After reading the data, copy it out in full and exactly.
══ Input material
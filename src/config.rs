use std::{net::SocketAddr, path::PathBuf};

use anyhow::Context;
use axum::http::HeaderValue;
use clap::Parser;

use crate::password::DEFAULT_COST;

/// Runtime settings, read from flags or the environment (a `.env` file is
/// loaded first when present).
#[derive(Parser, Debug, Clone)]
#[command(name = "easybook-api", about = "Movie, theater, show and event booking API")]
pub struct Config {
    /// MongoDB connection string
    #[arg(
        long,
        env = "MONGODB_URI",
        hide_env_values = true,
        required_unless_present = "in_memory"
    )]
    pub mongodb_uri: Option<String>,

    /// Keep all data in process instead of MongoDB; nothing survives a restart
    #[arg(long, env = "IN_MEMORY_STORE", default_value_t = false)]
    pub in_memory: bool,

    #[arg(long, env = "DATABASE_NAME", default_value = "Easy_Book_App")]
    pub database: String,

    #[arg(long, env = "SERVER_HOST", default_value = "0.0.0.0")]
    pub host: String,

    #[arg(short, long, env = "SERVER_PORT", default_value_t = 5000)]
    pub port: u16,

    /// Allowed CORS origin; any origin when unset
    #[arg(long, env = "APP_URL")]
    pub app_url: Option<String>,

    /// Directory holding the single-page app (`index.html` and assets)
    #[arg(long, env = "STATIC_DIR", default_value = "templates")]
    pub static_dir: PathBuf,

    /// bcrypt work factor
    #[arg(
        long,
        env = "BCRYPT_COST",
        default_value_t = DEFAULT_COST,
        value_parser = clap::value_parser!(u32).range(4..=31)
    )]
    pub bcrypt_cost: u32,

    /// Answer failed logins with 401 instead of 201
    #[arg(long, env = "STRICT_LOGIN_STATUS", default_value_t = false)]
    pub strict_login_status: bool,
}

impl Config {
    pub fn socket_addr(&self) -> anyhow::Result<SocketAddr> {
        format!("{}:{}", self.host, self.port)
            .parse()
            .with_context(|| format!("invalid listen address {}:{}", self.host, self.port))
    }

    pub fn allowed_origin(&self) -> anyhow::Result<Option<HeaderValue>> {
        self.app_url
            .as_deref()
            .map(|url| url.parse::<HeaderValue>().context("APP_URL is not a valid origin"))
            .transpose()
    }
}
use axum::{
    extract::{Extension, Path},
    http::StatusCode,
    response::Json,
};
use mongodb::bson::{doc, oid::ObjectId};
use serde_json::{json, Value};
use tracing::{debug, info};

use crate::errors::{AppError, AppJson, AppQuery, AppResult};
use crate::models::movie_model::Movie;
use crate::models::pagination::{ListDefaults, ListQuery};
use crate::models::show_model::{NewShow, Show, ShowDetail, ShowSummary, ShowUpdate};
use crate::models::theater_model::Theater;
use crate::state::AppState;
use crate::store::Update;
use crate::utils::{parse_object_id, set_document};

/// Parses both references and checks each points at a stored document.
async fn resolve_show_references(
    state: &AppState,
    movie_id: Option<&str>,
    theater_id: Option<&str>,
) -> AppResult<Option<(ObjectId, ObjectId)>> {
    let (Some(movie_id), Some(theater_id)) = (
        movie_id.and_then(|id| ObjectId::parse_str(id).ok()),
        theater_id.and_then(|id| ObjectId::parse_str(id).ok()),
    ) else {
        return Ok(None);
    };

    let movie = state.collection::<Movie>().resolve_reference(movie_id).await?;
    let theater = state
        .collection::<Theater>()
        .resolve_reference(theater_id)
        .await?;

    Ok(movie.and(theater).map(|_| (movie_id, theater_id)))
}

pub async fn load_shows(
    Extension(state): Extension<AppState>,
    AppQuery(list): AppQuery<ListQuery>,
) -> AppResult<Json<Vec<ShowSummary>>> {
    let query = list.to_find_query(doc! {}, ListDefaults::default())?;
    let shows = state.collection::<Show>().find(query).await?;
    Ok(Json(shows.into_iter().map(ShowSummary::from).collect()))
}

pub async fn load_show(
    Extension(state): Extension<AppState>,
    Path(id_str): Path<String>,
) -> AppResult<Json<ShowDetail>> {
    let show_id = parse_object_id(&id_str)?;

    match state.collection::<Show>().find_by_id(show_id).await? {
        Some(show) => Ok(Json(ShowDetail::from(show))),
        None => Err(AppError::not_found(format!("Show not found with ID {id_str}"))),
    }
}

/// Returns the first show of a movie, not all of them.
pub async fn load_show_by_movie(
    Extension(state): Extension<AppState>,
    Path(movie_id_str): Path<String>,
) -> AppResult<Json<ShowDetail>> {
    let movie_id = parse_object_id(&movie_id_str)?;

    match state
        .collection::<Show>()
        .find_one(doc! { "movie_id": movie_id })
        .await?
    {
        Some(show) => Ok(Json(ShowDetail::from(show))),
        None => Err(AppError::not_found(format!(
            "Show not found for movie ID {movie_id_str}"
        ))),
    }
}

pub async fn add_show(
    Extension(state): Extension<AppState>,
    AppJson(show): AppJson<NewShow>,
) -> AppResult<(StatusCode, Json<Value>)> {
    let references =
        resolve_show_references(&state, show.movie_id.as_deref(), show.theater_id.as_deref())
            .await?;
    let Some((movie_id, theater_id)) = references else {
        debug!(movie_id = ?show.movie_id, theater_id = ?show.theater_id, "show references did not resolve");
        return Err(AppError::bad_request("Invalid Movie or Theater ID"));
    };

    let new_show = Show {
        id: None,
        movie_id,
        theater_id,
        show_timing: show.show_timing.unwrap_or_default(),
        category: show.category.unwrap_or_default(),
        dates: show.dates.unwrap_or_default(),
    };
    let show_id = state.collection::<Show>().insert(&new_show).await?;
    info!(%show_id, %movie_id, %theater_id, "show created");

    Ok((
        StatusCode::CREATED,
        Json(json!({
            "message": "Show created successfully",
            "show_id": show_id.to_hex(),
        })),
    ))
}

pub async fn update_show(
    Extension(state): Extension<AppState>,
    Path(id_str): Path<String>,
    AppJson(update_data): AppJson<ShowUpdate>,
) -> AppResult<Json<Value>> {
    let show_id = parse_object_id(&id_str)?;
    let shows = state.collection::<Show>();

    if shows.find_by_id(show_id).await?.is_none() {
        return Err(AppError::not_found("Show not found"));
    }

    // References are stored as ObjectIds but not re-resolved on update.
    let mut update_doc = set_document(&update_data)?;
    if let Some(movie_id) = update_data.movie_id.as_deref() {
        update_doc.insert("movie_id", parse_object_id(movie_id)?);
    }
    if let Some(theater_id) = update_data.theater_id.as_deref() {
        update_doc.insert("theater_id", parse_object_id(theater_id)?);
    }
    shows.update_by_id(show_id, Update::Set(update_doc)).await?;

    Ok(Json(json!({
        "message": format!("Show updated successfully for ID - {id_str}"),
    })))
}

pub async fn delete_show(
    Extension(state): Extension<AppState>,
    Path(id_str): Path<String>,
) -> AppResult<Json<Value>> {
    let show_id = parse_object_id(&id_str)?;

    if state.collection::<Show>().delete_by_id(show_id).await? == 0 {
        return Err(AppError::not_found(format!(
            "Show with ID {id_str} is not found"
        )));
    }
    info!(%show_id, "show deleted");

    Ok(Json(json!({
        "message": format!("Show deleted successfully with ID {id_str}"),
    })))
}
════
*Response to this task*:
filename src/config.rs
use std::{net::SocketAddr, path::PathBuf};

use anyhow::Context;
use axum::http::HeaderValue;
use clap::Parser;

use crate::password::DEFAULT_COST;

/// Runtime settings, read from flags or the environment (a `.env` file is
/// loaded first when present).
#[derive(Parser, Debug, Clone)]
#[command(name = "easybook-api", about = "Movie, theater, show and event booking API")]
pub struct Config {
    /// MongoDB connection string
    #[arg(
        long,
        env = "MONGODB_URI",
        hide_env_values = true,
        required_unless_present = "in_memory"
    )]
    pub mongodb_uri: Option<String>,

    /// Keep all data in process instead of MongoDB; nothing survives a restart
    #[arg(long, env = "IN_MEMORY_STORE", default_value_t = false)]
    pub in_memory: bool,

    #[arg(long, env = "DATABASE_NAME", default_value = "Easy_Book_App")]
    pub database: String,

    #[arg(long, env = "SERVER_HOST", default_value = "0.0.0.0")]
    pub host: String,

    #[arg(short, long, env = "SERVER_PORT", default_value_t = 5000)]
    pub port: u16,

    /// Allowed CORS origin; any origin when unset
    #[arg(long, env = "APP_URL")]
    pub app_url: Option<String>,

    /// Directory holding the single-page app (`index.html` and assets)
    #[arg(long, env = "STATIC_DIR", default_value = "templates")]
    pub static_dir: PathBuf,

    /// bcrypt work factor
    #[arg(
        long,
        env = "BCRYPT_COST",
        default_value_t = DEFAULT_COST,
        value_parser = clap::value_parser!(u32).range(4..=31)
    )]
    pub bcrypt_cost: u32,

    /// Answer failed logins with 401 instead of 201
    #[arg(long, env = "STRICT_LOGIN_STATUS", default_value_t = false)]
    pub strict_login_status: bool,
}

impl Config {
    pub fn socket_addr(&self) -> anyhow::Result<SocketAddr> {
        format!("{}:{}", self.host, self.port)
            .parse()
            .with_context(|| format!("invalid listen address {}:{}", self.host, self.port))
    }

    pub fn allowed_origin(&self) -> anyhow::Result<Option<HeaderValue>> {
        self.app_url
            .as_deref()
            .map(|url| url.parse::<HeaderValue>().context("APP_URL is not a valid origin"))
            .transpose()
    }
}
use axum::{
    extract::{Extension, Path},
    http::StatusCode,
    response::Json,
};
use mongodb::bson::{doc, oid::ObjectId};
use serde_json::{json, Value};
use tracing::{debug, info};

use crate::errors::{AppError, AppJson, AppQuery, AppResult};
use crate::models::movie_model::Movie;
use crate::models::pagination::{ListDefaults, ListQuery};
use crate::models::show_model::{NewShow, Show, ShowDetail, ShowSummary, ShowUpdate};
use crate::models::theater_model::Theater;
use crate::state::AppState;
use crate::store::Update;
use crate::utils::{parse_object_id, set_document};

/// Parses both references and checks each points at a stored document.
async fn resolve_show_references(
    state: &AppState,
    movie_id: Option<&str>,
    theater_id: Option<&str>,
) -> AppResult<Option<(ObjectId, ObjectId)>> {
    let (Some(movie_id), Some(theater_id)) = (
        movie_id.and_then(|id| ObjectId::parse_str(id).ok()),
        theater_id.and_then(|id| ObjectId::parse_str(id).ok()),
    ) else {
        return Ok(None);
    };

    let movie = state.collection::<Movie>().resolve_reference(movie_id).await?;
    let theater = state
        .collection::<Theater>()
        .resolve_reference(theater_id)
        .await?;

    Ok(movie.and(theater).map(|_| (movie_id, theater_id)))
}

pub async fn load_shows(
    Extension(state): Extension<AppState>,
    AppQuery(list): AppQuery<ListQuery>,
) -> AppResult<Json<Vec<ShowSummary>>> {
    let query = list.to_find_query(doc! {}, ListDefaults::default())?;
    let shows = state.collection::<Show>().find(query).await?;
    Ok(Json(shows.into_iter().map(ShowSummary::from).collect()))
}

pub async fn load_show(
    Extension(state): Extension<AppState>,
    Path(id_str): Path<String>,
) -> AppResult<Json<ShowDetail>> {
    let show_id = parse_object_id(&id_str)?;

    match state.collection::<Show>().find_by_id(show_id).await? {
        Some(show) => Ok(Json(ShowDetail::from(show))),
        None => Err(AppError::not_found(format!("Show not found with ID {id_str}"))),
    }
}

/// Returns the first show of a movie, not all of them.
pub async fn load_show_by_movie(
    Extension(state): Extension<AppState>,
    Path(movie_id_str): Path<String>,
) -> AppResult<Json<ShowDetail>> {
    let movie_id = parse_object_id(&movie_id_str)?;

    match state
        .collection::<Show>()
        .find_one(doc! { "movie_id": movie_id })
        .await?
    {
        Some(show) => Ok(Json(ShowDetail::from(show))),
        None => Err(AppError::not_found(format!(
            "Show not found for movie ID {movie_id_str}"
        ))),
    }
}

pub async fn add_show(
    Extension(state): Extension<AppState>,
    AppJson(show): AppJson<NewShow>,
) -> AppResult<(StatusCode, Json<Value>)> {
    let references =
        resolve_show_references(&state, show.movie_id.as_deref(), show.theater_id.as_deref())
            .await?;
    let Some((movie_id, theater_id)) = references else {
        debug!(movie_id = ?show.movie_id, theater_id = ?show.theater_id, "show references did not resolve");
        return Err(AppError::bad_request("Invalid Movie or Theater ID"));
    };

    let new_show = Show {
        id: None,
        movie_id,
        theater_id,
        show_timing: show.show_timing.unwrap_or_default(),
        category: show.category.unwrap_or_default(),
        dates: show.dates.unwrap_or_default(),
    };
    let show_id = state.collection::<Show>().insert(&new_show).await?;
    info!(%show_id, %movie_id, %theater_id, "show created");

    Ok((
        StatusCode::CREATED,
        Json(json!({
            "message": "Show created successfully",
            "show_id": show_id.to_hex(),
        })),
    ))
}

pub async fn update_show(
    Extension(state): Extension<AppState>,
    Path(id_str): Path<String>,
    AppJson(update_data): AppJson<ShowUpdate>,
) -> AppResult<Json<Value>> {
    let show_id = parse_object_id(&id_str)?;
    let shows = state.collection::<Show>();

    if shows.find_by_id(show_id).await?.is_none() {
        return Err(AppError::not_found("Show not found"));
    }

    // References are stored as ObjectIds but not re-resolved on update.
    let mut update_doc = set_document(&update_data)?;
    if let Some(movie_id) = update_data.movie_id.as_deref() {
        update_doc.insert("movie_id", parse_object_id(movie_id)?);
    }
    if let Some(theater_id) = update_data.theater_id.as_deref() {
        update_doc.insert("theater_id", parse_object_id(theater_id)?);
    }
    shows.update_by_id(show_id, Update::Set(update_doc)).await?;

    Ok(Json(json!({
        "message": format!("Show updated successfully for ID - {id_str}"),
    })))
}

pub async fn delete_show(
    Extension(state): Extension<AppState>,
    Path(id_str): Path<String>,
) -> AppResult<Json<Value>> {
    let show_id = parse_object_id(&id_str)?;

    if state.collection::<Show>().delete_by_id(show_id).await? == 0 {
        return Err(AppError::not_found(format!(
            "Show with ID {id_str} is not found"
        )));
    }
    info!(%show_id, "show deleted");

    Ok(Json(json!({
        "message": format!("Show deleted successfully with ID {id_str}"),
    })))
}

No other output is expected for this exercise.